- _Input_
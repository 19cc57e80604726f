//! Static per-100 g nutrition values, the third tier.

use async_trait::async_trait;
use regex::Regex;
use std::sync::LazyLock;
use tracing::debug;

use super::{NutritionProfile, NutritionSource, NutritionStrategy};

/// One table row; values per 100 g.
#[derive(Debug, Clone, PartialEq)]
pub struct ManualNutritionRow {
    pub name: String,
    pub calories: f64,
    pub protein: f64,
    pub fat: f64,
    pub carbs: f64,
}

impl ManualNutritionRow {
    pub fn new(name: impl Into<String>, calories: f64, protein: f64, fat: f64, carbs: f64) -> Self {
        Self {
            name: name.into().trim().to_lowercase(),
            calories,
            protein,
            fat,
            carbs,
        }
    }

    pub fn to_profile(&self) -> NutritionProfile {
        NutritionProfile::per_100g(
            self.calories,
            self.protein,
            self.fat,
            self.carbs,
            NutritionSource::ManualTable,
        )
    }
}

// name, kcal, protein, fat, carbs
const BUILTIN_ROWS: &[(&str, f64, f64, f64, f64)] = &[
    ("chicken", 165.0, 31.0, 3.6, 0.0),
    ("chicken breast", 165.0, 31.0, 3.6, 0.0),
    ("chicken thigh", 209.0, 26.0, 10.9, 0.0),
    ("beef", 250.0, 26.0, 15.0, 0.0),
    ("ground beef", 254.0, 17.2, 20.0, 0.0),
    ("pork", 242.0, 27.0, 14.0, 0.0),
    ("bacon", 541.0, 37.0, 42.0, 1.4),
    ("lamb", 294.0, 25.0, 21.0, 0.0),
    ("salmon", 208.0, 20.0, 13.0, 0.0),
    ("tuna", 132.0, 28.0, 1.0, 0.0),
    ("shrimp", 99.0, 24.0, 0.3, 0.2),
    ("prawns", 99.0, 24.0, 0.3, 0.2),
    ("egg", 155.0, 13.0, 11.0, 1.1),
    ("tofu", 76.0, 8.0, 4.8, 1.9),
    ("milk", 61.0, 3.2, 3.3, 4.8),
    ("cheese", 402.0, 25.0, 33.0, 1.3),
    ("parmesan", 431.0, 38.0, 29.0, 4.1),
    ("yogurt", 59.0, 10.0, 0.4, 3.6),
    ("cream", 340.0, 2.8, 36.0, 2.8),
    ("butter", 717.0, 0.9, 81.0, 0.1),
    ("olive oil", 884.0, 0.0, 100.0, 0.0),
    ("vegetable oil", 884.0, 0.0, 100.0, 0.0),
    ("flour", 364.0, 10.0, 1.0, 76.0),
    ("sugar", 387.0, 0.0, 0.0, 100.0),
    ("brown sugar", 380.0, 0.1, 0.0, 98.0),
    ("honey", 304.0, 0.3, 0.0, 82.0),
    ("rice", 130.0, 2.7, 0.3, 28.0),
    ("pasta", 131.0, 5.0, 1.1, 25.0),
    ("spaghetti", 158.0, 5.8, 0.9, 31.0),
    ("bread", 265.0, 9.0, 3.2, 49.0),
    ("potato", 77.0, 2.0, 0.1, 17.0),
    ("sweet potato", 86.0, 1.6, 0.1, 20.0),
    ("onion", 40.0, 1.1, 0.1, 9.3),
    ("garlic", 149.0, 6.4, 0.5, 33.0),
    ("tomato", 18.0, 0.9, 0.2, 3.9),
    ("carrot", 41.0, 0.9, 0.2, 9.6),
    ("broccoli", 34.0, 2.8, 0.4, 7.0),
    ("spinach", 23.0, 2.9, 0.4, 3.6),
    ("mushroom", 22.0, 3.1, 0.3, 3.3),
    ("bell pepper", 31.0, 1.0, 0.3, 6.0),
    ("lemon", 29.0, 1.1, 0.3, 9.3),
    ("lime", 30.0, 0.7, 0.2, 10.5),
    ("apple", 52.0, 0.3, 0.2, 14.0),
    ("banana", 89.0, 1.1, 0.3, 23.0),
    ("avocado", 160.0, 2.0, 15.0, 9.0),
    ("beans", 127.0, 8.7, 0.5, 23.0),
    ("lentils", 116.0, 9.0, 0.4, 20.0),
    ("chickpeas", 164.0, 8.9, 2.6, 27.0),
    ("almonds", 579.0, 21.0, 50.0, 22.0),
    ("peanut butter", 588.0, 25.0, 50.0, 20.0),
    ("coconut milk", 230.0, 2.3, 24.0, 6.0),
    ("vodka", 231.0, 0.0, 0.0, 0.0),
    ("gin", 263.0, 0.0, 0.0, 0.0),
    ("rum", 231.0, 0.0, 0.0, 0.0),
    ("tequila", 231.0, 0.0, 0.0, 0.0),
    ("whiskey", 250.0, 0.0, 0.0, 0.1),
    ("orange juice", 45.0, 0.7, 0.2, 10.4),
    ("simple syrup", 260.0, 0.0, 0.0, 65.0),
];

/// Category keyword patterns with a representative per-100 g row, checked in order.
static CATEGORY_RULES: LazyLock<Vec<(Regex, ManualNutritionRow)>> = LazyLock::new(|| {
    [
        (
            r"\b(meat|steak|fillet|filet|fish|cod|haddock|turkey|duck|veal|sausage|ham|mince|chop)s?\b",
            ManualNutritionRow::new("protein-heavy", 200.0, 25.0, 10.0, 0.0),
        ),
        (
            r"\b(oil|lard|ghee|margarine|shortening|dripping|mayonnaise|nuts?|seeds?)\b",
            ManualNutritionRow::new("fat-heavy", 700.0, 2.0, 75.0, 3.0),
        ),
        (
            r"\b(lettuce|cabbage|kale|celery|cucumber|zucchini|courgette|leek|pepper|chilli|chili|squash|greens?|herbs?|parsley|coriander|cilantro|basil|peas|vegetables?)\b",
            ManualNutritionRow::new("vegetable", 30.0, 2.0, 0.3, 5.0),
        ),
        (
            r"\b(noodles?|oats|cereal|couscous|quinoa|tortillas?|cornmeal|polenta)\b",
            ManualNutritionRow::new("grain", 350.0, 10.0, 2.0, 70.0),
        ),
        (
            r"\b(liqueur|vermouth|brandy|cognac|schnapps|bitters|wine)\b",
            ManualNutritionRow::new("spirit", 250.0, 0.0, 0.0, 15.0),
        ),
    ]
    .into_iter()
    .map(|(pattern, row)| (Regex::new(pattern).expect("valid category regex"), row))
    .collect()
});

/// Matches by exact name, then by the longest key contained in the name, then
/// by category keywords.
pub struct ManualNutritionTable {
    rows: Vec<ManualNutritionRow>,
}

impl Default for ManualNutritionTable {
    fn default() -> Self {
        Self::new()
    }
}

impl ManualNutritionTable {
    pub fn new() -> Self {
        Self::with_rows(Vec::new())
    }

    /// Built-in rows plus `extra`; an extra row replaces a built-in of the same name.
    pub fn with_rows(extra: Vec<ManualNutritionRow>) -> Self {
        let mut rows: Vec<ManualNutritionRow> = BUILTIN_ROWS
            .iter()
            .map(|(name, kcal, p, f, c)| ManualNutritionRow::new(*name, *kcal, *p, *f, *c))
            .filter(|row| !extra.iter().any(|e| e.name == row.name))
            .collect();
        rows.extend(extra);
        // Longest first so substring matching prefers "olive oil" over "oil".
        rows.sort_by(|a, b| b.name.len().cmp(&a.name.len()));
        Self { rows }
    }

    pub fn len(&self) -> usize {
        self.rows.len()
    }

    pub fn is_empty(&self) -> bool {
        self.rows.is_empty()
    }

    pub fn find(&self, ingredient: &str) -> Option<NutritionProfile> {
        let name = ingredient.trim().to_lowercase();
        if name.is_empty() {
            return None;
        }

        if let Some(row) = self.rows.iter().find(|r| r.name == name) {
            return Some(row.to_profile());
        }
        if let Some(row) = self.rows.iter().find(|r| contains_word(&name, &r.name)) {
            debug!(ingredient, matched = %row.name, "manual table substring match");
            return Some(row.to_profile());
        }
        CATEGORY_RULES
            .iter()
            .find(|(pattern, _)| pattern.is_match(&name))
            .map(|(_, row)| {
                debug!(ingredient, category = %row.name, "manual table category match");
                row.to_profile()
            })
    }
}

/// `key` occurs in `name` on word boundaries, so "egg" does not match "eggplant".
/// A plural `s`/`es` before the boundary is allowed.
fn contains_word(name: &str, key: &str) -> bool {
    name.match_indices(key).any(|(start, _)| {
        let end = start + key.len();
        let before_ok = name[..start].chars().next_back().map_or(true, |c| !c.is_alphanumeric());
        let after = &name[end..];
        let at_boundary = |rest: &str| rest.chars().next().map_or(true, |c| !c.is_alphanumeric());
        let after_ok = at_boundary(after)
            || after.strip_prefix("es").is_some_and(at_boundary)
            || after.strip_prefix('s').is_some_and(at_boundary);
        before_ok && after_ok
    })
}

#[async_trait]
impl NutritionStrategy for ManualNutritionTable {
    fn source(&self) -> NutritionSource {
        NutritionSource::ManualTable
    }

    async fn lookup(&self, ingredient: &str, _measure: &str) -> Option<NutritionProfile> {
        self.find(ingredient)
    }
}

- _Problem statement_
Each line with the word "pepper" in the records above belongs in the result; copy all of them.

- _Result below_
    ("bell pepper", 31.0, 1.0, 0.3, 6.0),
            r"\b(lettuce|cabbage|kale|celery|cucumber|zucchini|courgette|leek|pepper|chilli|chili|squash|greens?|herbs?|parsley|coriander|cilantro|basil|peas|vegetables?)\b",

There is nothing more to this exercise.